The New Zealand Division, recovering after a difficult winter in the Ypres Salient, was among forces rushed south to the Somme on 24 March. Attached to General Sir Julian Byng’s Third Army, the New Zealanders moved into the Ancre Valley, taking up positions on the Somme battlefield of 1916. Over four days of desperate fighting around Mailly-Maillet, they managed to stabilise their section of the front, repelling a series of German attacks at Auchonvillers Ridge and Colincamps, and capturing 300 prisoners and 110 machine guns at La Signy Farm. These actions cost the New Zealand Division some 2400 casualties, including more than 500 dead.

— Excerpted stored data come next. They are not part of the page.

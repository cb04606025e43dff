use std::{sync::Arc, time::Duration};

use log::warn;
use rand::Rng;
use tokio::time::sleep;

use crate::{FetcherError, IssueFetcher, PageRequest, PageResponse, StdResult};

/// A struct that retries an IssueFetcher for as long as the API throttles it, with a randomized delay.
///
/// There is no retry ceiling: a batch fetch favors completeness over latency.
/// Any other error is returned as is.
pub struct ThrottleRetrier {
    /// The fetcher to be retried.
    fetcher: Arc<dyn IssueFetcher>,

    /// The minimum delay before retrying a throttled request.
    min_throttle_delay: Duration,

    /// The upper bound of the random delay added to the minimum delay.
    throttle_jitter: Duration,
}

impl ThrottleRetrier {
    /// Creates a new `ThrottleRetrier` instance with the given delays.
    pub fn new(
        fetcher: Arc<dyn IssueFetcher>,
        min_throttle_delay: Duration,
        throttle_jitter: Duration,
    ) -> Self {
        Self {
            fetcher,
            min_throttle_delay,
            throttle_jitter,
        }
    }

    fn calculate_throttle_delay(&self) -> Duration {
        let jitter_millis = u64::try_from(self.throttle_jitter.as_millis()).unwrap_or(u64::MAX);

        self.min_throttle_delay
            .saturating_add(Duration::from_millis(rand::rng().random_range(0..=jitter_millis)))
    }
}

#[async_trait::async_trait]
impl IssueFetcher for ThrottleRetrier {
    /// Retries the request while it is throttled.
    async fn fetch(&self, request: &PageRequest) -> StdResult<PageResponse> {
        let mut attempts: u32 = 0;

        loop {
            match self.fetcher.fetch(request).await {
                Err(e) if FetcherError::is_throttled(&e) => {
                    attempts = attempts.saturating_add(1);
                    let delay = self.calculate_throttle_delay();
                    warn!("Throttled attempt #{attempts} for {request}, delaying for {delay:?}");
                    sleep(delay).await;
                }
                result => return result,
            }
        }
    }
}

#[cfg(test)]
mod tests {
    use anyhow::anyhow;
    use tokio::time::Instant;

    use crate::{ApiRateLimit, Issue, MockIssueFetcher};

    use super::*;

    fn page_response() -> PageResponse {
        PageResponse::new(
            vec![
                Issue::new(3001, 201, "open", "issue-201", "org/repo"),
                Issue::new(3002, 202, "closed", "issue-202", "org/repo"),
            ],
            5,
            ApiRateLimit::dummy(),
        )
    }

    fn throttled(page: u32) -> anyhow::Error {
        FetcherError::Throttled { page, status: 403 }.into()
    }

    #[tokio::test(start_paused = true)]
    async fn fetch_success_on_first_attempt() {
        let start = Instant::now();
        let fetcher = {
            let mut fetcher = MockIssueFetcher::new();
            fetcher
                .expect_fetch()
                .returning(|_| Ok(page_response()))
                .times(1);

            fetcher
        };
        let retrier = ThrottleRetrier::new(
            Arc::new(fetcher),
            Duration::from_secs(30),
            Duration::from_secs(30),
        );

        let response = retrier.fetch(&PageRequest::dummy(3)).await.unwrap();

        assert_eq!(page_response(), response);
        assert_eq!(Duration::ZERO, start.elapsed());
    }

    #[tokio::test(start_paused = true)]
    async fn fetch_success_after_throttling_yields_same_issues() {
        let start = Instant::now();
        let fetcher = {
            let mut fetcher = MockIssueFetcher::new();
            fetcher
                .expect_fetch()
                .returning(|request| Err(throttled(request.page())))
                .times(2);
            fetcher
                .expect_fetch()
                .returning(|_| Ok(page_response()))
                .times(1);

            fetcher
        };
        let retrier = ThrottleRetrier::new(
            Arc::new(fetcher),
            Duration::from_secs(30),
            Duration::from_secs(30),
        );

        let response = retrier.fetch(&PageRequest::dummy(3)).await.unwrap();

        assert_eq!(page_response(), response);
        let elapsed = start.elapsed();
        assert!(elapsed >= Duration::from_secs(60), "elapsed: {elapsed:?}");
        assert!(elapsed <= Duration::from_secs(120), "elapsed: {elapsed:?}");
    }

    #[tokio::test(start_paused = true)]
    async fn fetch_without_jitter_waits_exactly_min_delay() {
        let start = Instant::now();
        let fetcher = {
            let mut fetcher = MockIssueFetcher::new();
            fetcher
                .expect_fetch()
                .returning(|request| Err(throttled(request.page())))
                .times(3);
            fetcher
                .expect_fetch()
                .returning(|_| Ok(page_response()))
                .times(1);

            fetcher
        };
        let retrier =
            ThrottleRetrier::new(Arc::new(fetcher), Duration::from_secs(30), Duration::ZERO);

        retrier.fetch(&PageRequest::dummy(3)).await.unwrap();

        assert_eq!(Duration::from_secs(90), start.elapsed());
    }

    #[test]
    fn throttle_delay_saturates_at_max_duration() {
        let retrier = ThrottleRetrier::new(
            Arc::new(MockIssueFetcher::new()),
            Duration::MAX,
            Duration::from_secs(30),
        );

        assert_eq!(Duration::MAX, retrier.calculate_throttle_delay());
    }

    #[test]
    fn throttle_delay_with_max_jitter_stays_above_min_delay() {
        let retrier = ThrottleRetrier::new(
            Arc::new(MockIssueFetcher::new()),
            Duration::from_secs(30),
            Duration::MAX,
        );

        assert!(retrier.calculate_throttle_delay() >= Duration::from_secs(30));
    }

    #[tokio::test(start_paused = true)]
    async fn fetch_fails_immediately_on_other_errors() {
        let start = Instant::now();
        let fetcher = {
            let mut fetcher = MockIssueFetcher::new();
            fetcher
                .expect_fetch()
                .returning(|_| Err(anyhow!("Connection reset by peer")))
                .times(1);

            fetcher
        };
        let retrier = ThrottleRetrier::new(
            Arc::new(fetcher),
            Duration::from_secs(30),
            Duration::from_secs(30),
        );

        retrier
            .fetch(&PageRequest::dummy(3))
            .await
            .expect_err("Non throttling errors should not be retried");
        assert_eq!(Duration::ZERO, start.elapsed());
    }

    #[tokio::test(start_paused = true)]
    async fn fetch_fails_when_decode_error_follows_throttling() {
        let fetcher = {
            let mut fetcher = MockIssueFetcher::new();
            fetcher
                .expect_fetch()
                .returning(|request| Err(throttled(request.page())))
                .times(1);
            fetcher
                .expect_fetch()
                .returning(|request| {
                    Err(FetcherError::Decode {
                        page: request.page(),
                        message: "missing field `number`".to_string(),
                    }
                    .into())
                })
                .times(1);

            fetcher
        };
        let retrier = ThrottleRetrier::new(
            Arc::new(fetcher),
            Duration::from_secs(30),
            Duration::from_secs(30),
        );

        let error = retrier.fetch(&PageRequest::dummy(3)).await.unwrap_err();

        assert!(matches!(
            error.downcast_ref::<FetcherError>(),
            Some(FetcherError::Decode { page: 3, .. })
        ));
    }
}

Robert Armiger was killed in action at Somme on 20th April 1918. He was 23 years old. He is commemorated at Lijssenthoek Military Cemetery, Poperinge, West-Vlaanderen, Belgium.
His wife Lucrezia wrote:
ROLL OF HONOUR. ARMIGER
On April 20. 1918. Killed in action in France, Corporal Robert Henry Whitnall Armiger, Twenty Reinforcements. Dearly-beloved husband of Lucrezia Thelma. Armiger, of 97, Symonds Street- aged 23 years. So loved, so mourned.